Instructions for the task: Pick each line containing "RunOutcome" out of the records.

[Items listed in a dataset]
..........

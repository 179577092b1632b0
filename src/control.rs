use std::any::Any;
use std::fmt;
use std::panic::{self, AssertUnwindSafe};
use std::sync::mpsc::{self, Receiver, Sender};
use std::thread::{self, JoinHandle};
use std::time::Duration;

use rand::rngs::StdRng;
use rand::{Rng, SeedableRng};

use crate::engine::TypingEngine;
use crate::error::{Error, Result};
use crate::observer::{Observer, RunOutcome};
use crate::settings::Settings;
use crate::sink::KeystrokeSink;

/// Requests from the control surface to a running engine.
#[derive(Debug, Clone, Copy, PartialEq, Eq)]
pub enum Command {
    Stop,
    Pause,
    Resume,
}

/// Lifecycle of one typing run.
///
/// - Idle -> Starting (lead-in countdown)
/// - Starting -> Running | Paused
/// - Running <-> Paused
/// - Running -> Finished
/// - Starting | Running | Paused -> Stopped
#[derive(Debug, Clone, Copy, PartialEq, Eq, Hash)]
pub enum RunPhase {
    Idle,
    Starting,
    Running,
    Paused,
    Stopped,
    Finished,
}

impl fmt::Display for RunPhase {
    fn fmt(&self, f: &mut fmt::Formatter<'_>) -> fmt::Result {
        match self {
            RunPhase::Idle => write!(f, "Idle"),
            RunPhase::Starting => write!(f, "Starting"),
            RunPhase::Running => write!(f, "Running"),
            RunPhase::Paused => write!(f, "Paused"),
            RunPhase::Stopped => write!(f, "Stopped"),
            RunPhase::Finished => write!(f, "Finished"),
        }
    }
}

impl RunPhase {
    pub fn can_transition_to(self, target: RunPhase) -> bool {
        matches!(
            (self, target),
            (RunPhase::Idle, RunPhase::Starting)
                | (RunPhase::Starting, RunPhase::Running)
                | (RunPhase::Starting, RunPhase::Paused)
                | (RunPhase::Running, RunPhase::Paused)
                | (RunPhase::Paused, RunPhase::Running)
                | (RunPhase::Running, RunPhase::Finished)
                | (RunPhase::Starting, RunPhase::Stopped)
                | (RunPhase::Running, RunPhase::Stopped)
                | (RunPhase::Paused, RunPhase::Stopped)
        )
    }

    pub fn is_terminal(self) -> bool {
        matches!(self, RunPhase::Stopped | RunPhase::Finished)
    }
}

#[derive(Debug, Clone, Copy, PartialEq)]
pub struct EngineOptions {
    /// Countdown before the first keystroke, to let the user focus the target window.
    pub lead_in: Duration,
    /// Longest uninterrupted sleep; bounds stop/pause latency.
    pub tick: Duration,
    /// Multiplier applied to every cadence sleep. `0.0` types as fast as possible.
    pub time_scale: f64,
}

impl Default for EngineOptions {
    fn default() -> Self {
        Self {
            lead_in: Duration::from_secs(5),
            tick: Duration::from_millis(50),
            time_scale: 1.0,
        }
    }
}

#[derive(Debug, Clone)]
pub struct RunRequest {
    pub text: String,
    pub settings: Settings,
    pub options: EngineOptions,
    pub seed: Option<u64>,
}

pub fn rng_from_seed(seed: Option<u64>) -> StdRng {
    match seed {
        Some(seed) => StdRng::seed_from_u64(seed),
        None => StdRng::from_entropy(),
    }
}

fn panic_message(payload: &(dyn Any + Send)) -> String {
    if let Some(s) = payload.downcast_ref::<&str>() {
        (*s).to_string()
    } else if let Some(s) = payload.downcast_ref::<String>() {
        s.clone()
    } else {
        "panic with non-string payload".to_string()
    }
}

/// Run one engine to completion on the current thread.
///
/// Errors and panics from the run loop are caught here, reported to the
/// observer, and turned into [`RunOutcome::Faulted`]. The observer always
/// receives exactly one `finished` call.
pub fn execute<S: KeystrokeSink, R: Rng>(
    request: &RunRequest,
    sink: S,
    observer: &dyn Observer,
    commands: Receiver<Command>,
    rng: R,
) -> RunOutcome {
    let result = panic::catch_unwind(AssertUnwindSafe(|| {
        TypingEngine::new(
            &request.text,
            request.settings.clone(),
            request.options,
            sink,
            observer,
            commands,
            rng,
        )
        .run()
    }));

    let fault = match result {
        Ok(Ok(outcome)) => {
            observer.finished(outcome);
            return outcome;
        }
        Ok(Err(err)) => Error::Fault(format!("{err:#}")),
        Err(payload) => Error::Fault(panic_message(payload.as_ref())),
    };

    tracing::error!("{fault}");
    observer.error(&fault.to_string());
    observer.finished(RunOutcome::Faulted);
    RunOutcome::Faulted
}

/// Handle to a run executing on its worker thread.
#[derive(Debug)]
pub struct RunHandle {
    commands: Sender<Command>,
    worker: JoinHandle<RunOutcome>,
}

impl RunHandle {
    pub fn commands(&self) -> Sender<Command> {
        self.commands.clone()
    }

    /// Fire-and-forget; a finished run simply ignores the command.
    pub fn send(&self, command: Command) {
        let _ = self.commands.send(command);
    }

    pub fn is_finished(&self) -> bool {
        self.worker.is_finished()
    }

    pub fn join(self) -> RunOutcome {
        self.worker.join().unwrap_or(RunOutcome::Faulted)
    }
}

/// Start a run on a dedicated worker thread.
pub fn spawn_run(
    request: RunRequest,
    sink: Box<dyn KeystrokeSink + Send>,
    observer: Box<dyn Observer + Send>,
) -> Result<RunHandle> {
    let (commands, rx) = mpsc::channel();
    let worker = thread::Builder::new()
        .name("typing-engine".to_string())
        .spawn(move || {
            let rng = rng_from_seed(request.seed);
            execute(&request, sink, observer.as_ref(), rx, rng)
        })
        .map_err(|err| Error::Fault(format!("failed to spawn worker thread: {err}")))?;

    Ok(RunHandle { commands, worker })
}

/// The control surface's view of typing runs: at most one is active at a time.
#[derive(Debug, Default)]
pub struct Controller {
    active: Option<RunHandle>,
    paused: bool,
}

impl Controller {
    pub fn new() -> Self {
        Self::default()
    }

    pub fn is_active(&self) -> bool {
        self.active.as_ref().is_some_and(|run| !run.is_finished())
    }

    pub fn start(
        &mut self,
        request: RunRequest,
        sink: Box<dyn KeystrokeSink + Send>,
        observer: Box<dyn Observer + Send>,
    ) -> Result<()> {
        if self.is_active() {
            return Err(Error::RunActive);
        }
        // Reap a previous run that already ended.
        if let Some(done) = self.active.take() {
            done.join();
        }

        tracing::info!(chars = request.text.chars().count(), "starting typing run");
        self.active = Some(spawn_run(request, sink, observer)?);
        self.paused = false;
        Ok(())
    }

    pub fn commands(&self) -> Option<Sender<Command>> {
        self.active.as_ref().map(RunHandle::commands)
    }

    pub fn stop(&mut self) {
        if let Some(run) = &self.active {
            run.send(Command::Stop);
        }
    }

    pub fn pause(&mut self) {
        if let Some(run) = &self.active {
            run.send(Command::Pause);
            self.paused = true;
        }
    }

    pub fn resume(&mut self) {
        if let Some(run) = &self.active {
            run.send(Command::Resume);
            self.paused = false;
        }
    }

    /// Pause a running run, or resume a paused one. Returns the new paused state.
    pub fn toggle_pause(&mut self) -> bool {
        if self.paused {
            self.resume();
        } else {
            self.pause();
        }
        self.paused
    }

    /// Block until the active run ends.
    pub fn wait(&mut self) -> Option<RunOutcome> {
        self.paused = false;
        self.active.take().map(RunHandle::join)
    }
}

#[cfg(test)]
mod tests {
    use super::*;

    #[test]
    fn phase_display() {
        assert_eq!(RunPhase::Idle.to_string(), "Idle");
        assert_eq!(RunPhase::Paused.to_string(), "Paused");
        assert_eq!(RunPhase::Finished.to_string(), "Finished");
    }

    #[test]
    fn valid_transitions() {
        assert!(RunPhase::Idle.can_transition_to(RunPhase::Starting));
        assert!(RunPhase::Starting.can_transition_to(RunPhase::Running));
        assert!(RunPhase::Running.can_transition_to(RunPhase::Paused));
        assert!(RunPhase::Paused.can_transition_to(RunPhase::Running));
        assert!(RunPhase::Running.can_transition_to(RunPhase::Finished));
        assert!(RunPhase::Paused.can_transition_to(RunPhase::Stopped));
        assert!(RunPhase::Starting.can_transition_to(RunPhase::Stopped));
    }

    #[test]
    fn invalid_transitions() {
        assert!(!RunPhase::Idle.can_transition_to(RunPhase::Running));
        assert!(!RunPhase::Paused.can_transition_to(RunPhase::Finished));
        assert!(!RunPhase::Finished.can_transition_to(RunPhase::Running));
        assert!(!RunPhase::Stopped.can_transition_to(RunPhase::Running));
        assert!(!RunPhase::Stopped.can_transition_to(RunPhase::Finished));
        assert!(RunPhase::Stopped.is_terminal());
        assert!(!RunPhase::Paused.is_terminal());
    }

    #[test]
    fn panic_payloads_become_messages() {
        let boxed: Box<dyn Any + Send> = Box::new("boom");
        assert_eq!(panic_message(boxed.as_ref()), "boom");
        let boxed: Box<dyn Any + Send> = Box::new(String::from("bang"));
        assert_eq!(panic_message(boxed.as_ref()), "bang");
    }
}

..........

Answer box:
use crate::observer::{Observer, RunOutcome};
/// observer, and turned into [`RunOutcome::Faulted`]. The observer always
) -> RunOutcome {
    observer.finished(RunOutcome::Faulted);
    RunOutcome::Faulted
    worker: JoinHandle<RunOutcome>,
    pub fn join(self) -> RunOutcome {
        self.worker.join().unwrap_or(RunOutcome::Faulted)
    pub fn wait(&mut self) -> Option<RunOutcome> {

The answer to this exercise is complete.